Elogio de la sed



Magnífico libro de José Tolentino en el que se recogen las meditaciones que este sacerdote y poeta predicó el año pasado en el retiro cuaresmal que hizo el Papa Francisco con la curia romana.

Le sed es un poderoso símbolo que aparece con frecuencia en la Biblia. El hombre tiene sed de Dios y Dios tiene sed del amor de los hombres. Alguna preguntas nos han estado aguardando desde siempre. Podemos intentar pasar de largo o hacernos los distraídos durante un tiempo, pero en nuestro interior sabemos que ese jugar al escondite tiene un precio. Evitarlas es desoír la llamada que la vida nos hace.
Una de esas llamadas está ligada al deseo, y en su forma más incisiva y personal se formula de la siguiente manera: “¿Cuál es mi deseo?” Mi deseo profundo, que no depende de ningún medio o necesidad, que no se refiere a ningún objeto, sino al propio sentido. “¿Cuál es mi deseo?”

El deseo que no coincide con las estrategias cotidianas de consumir, sino con el amplio horizonte del consumar, de realizarme como persona única e irrepetible, de asumir mi rostro, mi cuerpo hecho de exterioridad e interioridad, de mi silencio, de mi lenguaje.

La sociedad de consumo, con sus ficciones y vértigos, promete satisfacerlo todo y a todos, y falazmente identifica felicidad con estar saciado. Saciados, colmados, satisfechos, domesticados; así estamos, satisfechas nuestras necesidades en la gran fiesta del consumismo. La saciedad que se obtiene mediante el consumo es una prisión del deseo, reducido a un impulso de satisfacción inmediata.

El deseo verdadero, en cambio, se identifica de forma inequívoca por una ausencia, por una insatisfacción que se convierte en principio dinámico y proyector. El deseo es literalmente insaciable porque aspira a algo que no puede poseer: el sentido. En esta línea el deseo no se sacia, sino que se intensifica.

Escuchar la propia sed es interpretar el deseo que habita en nosotros. Al final del “Banquete” de Platón aparece una interpretación del deseo que marca la historia de Occidente. Allí se ve el deseo como falta, como carencia. Según el mito griego el amor es hijo de Penia (pobreza) y Poros (ingenio). Como tal el amor no es un estado de posesión, sino el deseo incesante de la verdad, la belleza y la bondad que a uno le faltan. 

¿Qué sucede cuando amamos? Sencillamente que el amor desea los bienes que no tiene. La vocación del que ama es una vocación “mendicante”: emprende sus caminos sintiendo el malestar de sus manos vacías.

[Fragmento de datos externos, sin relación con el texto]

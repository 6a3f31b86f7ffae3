//! Conversation context assembly
//!
//! The remote model keeps no state between calls, so recent turns are
//! flattened into a plain-text transcript and prepended to every prompt.

use crate::error::Result;
use crate::storage::{ChatId, SqliteStorage, StoredMessage};

/// Number of most recent messages included in the context
pub const MAX_CONTEXT_MESSAGES: usize = 10;

/// Role label for model replies in the transcript
pub const MODEL_LABEL: &str = "Gemini";

/// Build the transcript of the most recent messages of a chat
///
/// Returns an empty string when there is no chat yet or the chat has no
/// messages. Otherwise the last [`MAX_CONTEXT_MESSAGES`] messages are
/// rendered oldest first by [`format_context`].
///
/// # Errors
///
/// Returns error if the messages cannot be read from storage
pub fn build_context(storage: &SqliteStorage, chat_id: Option<ChatId>) -> Result<String> {
    let Some(chat_id) = chat_id else {
        return Ok(String::new());
    };

    let mut recent = storage.recent_messages(chat_id, MAX_CONTEXT_MESSAGES)?;
    recent.reverse();

    Ok(format_context(&recent))
}

/// Render messages as `User:` / `Gemini:` line pairs separated by blank lines
///
/// A missing response renders as nothing after its label.
///
/// # Examples
///
/// ```
/// use chrono::Utc;
/// use gemini_caller::chat::format_context;
/// use gemini_caller::storage::StoredMessage;
///
/// let msg = StoredMessage {
///     id: 1,
///     chat_id: 1,
///     user_message: "Hi".to_string(),
///     response: Some("Hello!".to_string()),
///     timestamp: Utc::now(),
/// };
/// assert_eq!(format_context(&[msg]), "User: Hi\nGemini: Hello!");
/// ```
pub fn format_context(messages: &[StoredMessage]) -> String {
    messages
        .iter()
        .map(|msg| {
            format!(
                "User: {}\n{}: {}",
                msg.user_message,
                MODEL_LABEL,
                msg.response.as_deref().unwrap_or_default()
            )
        })
        .collect::<Vec<_>>()
        .join("\n\n")
}

/// Prefix the new user message with the transcript, if there is one
pub fn compose_prompt(context: &str, user_message: &str) -> String {
    if context.is_empty() {
        user_message.to_string()
    } else {
        format!("{}\n\nUser: {}", context, user_message)
    }
}
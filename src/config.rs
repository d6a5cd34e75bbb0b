// src/config.rs
// =============================================================================
// Settings for one crawl, plus the start-URL check shared by the CLI and
// the engine.
//
// Nothing is read from files or the environment here; main.rs builds a
// CrawlConfig from the parsed command line.
// =============================================================================

use crate::crawl::CrawlError;
use std::time::Duration;
use url::Url;

/// Deepest crawl accepted: the start page plus four hops
pub const MAX_DEPTH: u8 = 4;

pub const DEFAULT_TIMEOUT_SECS: u64 = 10;

pub const DEFAULT_USER_AGENT: &str = concat!("email-crawler/", env!("CARGO_PKG_VERSION"));

#[derive(Debug, Clone)]
pub struct CrawlConfig {
    /// Number of hop levels followed after the start page
    pub max_depth: u8,
    /// Per-request timeout handed to the HTTP client
    pub timeout: Duration,
    /// Fetches in flight within one depth level (1 = strictly sequential)
    pub concurrency: usize,
    pub user_agent: String,
}

impl Default for CrawlConfig {
    fn default() -> Self {
        Self {
            max_depth: 0,
            timeout: Duration::from_secs(DEFAULT_TIMEOUT_SECS),
            concurrency: 1,
            user_agent: DEFAULT_USER_AGENT.to_string(),
        }
    }
}

impl CrawlConfig {
    pub fn with_max_depth(mut self, depth: u8) -> Self {
        self.max_depth = depth;
        self
    }

    pub fn with_timeout(mut self, timeout: Duration) -> Self {
        self.timeout = timeout;
        self
    }

    pub fn with_concurrency(mut self, concurrency: usize) -> Self {
        self.concurrency = concurrency;
        self
    }

    pub fn with_user_agent(mut self, user_agent: impl Into<String>) -> Self {
        self.user_agent = user_agent.into();
        self
    }

    pub fn validate(&self) -> Result<(), CrawlError> {
        if self.max_depth > MAX_DEPTH {
            return Err(CrawlError::DepthOutOfRange(self.max_depth));
        }
        if self.concurrency == 0 {
            return Err(CrawlError::InvalidConcurrency);
        }
        Ok(())
    }
}

// Accepts only absolute http(s) URLs with a host
//
// The URL is returned exactly as given: the crawl compares URLs as plain
// strings, so normalizing here would change which links count as seen.
pub fn parse_start_url(input: &str) -> Result<String, CrawlError> {
    let invalid = |reason: &str| CrawlError::InvalidStartUrl {
        url: input.to_string(),
        reason: reason.to_string(),
    };

    let parsed = Url::parse(input).map_err(|e| invalid(&e.to_string()))?;

    if !matches!(parsed.scheme(), "http" | "https") {
        return Err(invalid("only http and https are supported"));
    }
    if parsed.host_str().map_or(true, str::is_empty) {
        return Err(invalid("missing host"));
    }

    Ok(input.to_string())
}

#[cfg(test)]
mod tests {
    use super::*;

    #[test]
    fn test_defaults() {
        let config = CrawlConfig::default();
        assert_eq!(config.max_depth, 0);
        assert_eq!(config.concurrency, 1);
        assert_eq!(config.timeout, Duration::from_secs(10));
        assert!(config.user_agent.starts_with("email-crawler/"));
        assert!(config.validate().is_ok());
    }

    #[test]
    fn test_depth_above_four_rejected() {
        let config = CrawlConfig::default().with_max_depth(5);
        assert!(matches!(
            config.validate(),
            Err(CrawlError::DepthOutOfRange(5))
        ));
        assert!(CrawlConfig::default().with_max_depth(4).validate().is_ok());
    }

    #[test]
    fn test_zero_concurrency_rejected() {
        let config = CrawlConfig::default().with_concurrency(0);
        assert!(matches!(
            config.validate(),
            Err(CrawlError::InvalidConcurrency)
        ));
    }

    #[test]
    fn test_start_url_kept_verbatim() {
        assert_eq!(
            parse_start_url("https://a.test").unwrap(),
            "https://a.test"
        );
    }

    #[test]
    fn test_start_url_rejections() {
        for bad in ["a.test", "/page", "ftp://a.test/", "mailto:x@y.com", "http://", "not a url"] {
            assert!(
                matches!(parse_start_url(bad), Err(CrawlError::InvalidStartUrl { .. })),
                "{:?} should be rejected",
                bad
            );
        }
    }
}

Duerme al raso, se viste de manera andrajosa, como un mendigo. Ha recibido los recursos para atraer y ser atraído, es decir, ha recibido la sed.

Es importante distinguir entre el deseo y la necesidad, que se satisface mediante la posesión de un objeto. No confundamos el deseo con las necesidades. El deseo es una carencia nunca satisfecha del todo, una tensión, una interminable exposición a la alteridad, una aspiración que nos trasciende y que no necesariamente tiene un término, un final, al contrario de la necesidad, que es una carencia circunstancial del sujeto. El deseo al que nos referimos apunta hacia el infinito.

Simone Weil relee el discurso platónico en clave mística e insiste en que el deseo constituye una engañosa trampa cuando se centra en objetos finitos, porque éstos se transforman en ídolos erigidos en lugar del absoluto. Pero el deseo es bueno en la medida en que contenga una energía que se oriente hacia lo alto. Por eso propone una educación del deseo que nos haga estar vigilantes con respecto a las tentaciones de sustitución, enseñándonos a vivir en la carencia y la esperanza. Si permanecemos sedientos y “desiderantes” el propio Dios acudirá a nuestra humanidad para satisfacer nuestro deseo. Así el deseo se convierte en atención, vigilancia, fidelidad y confianza.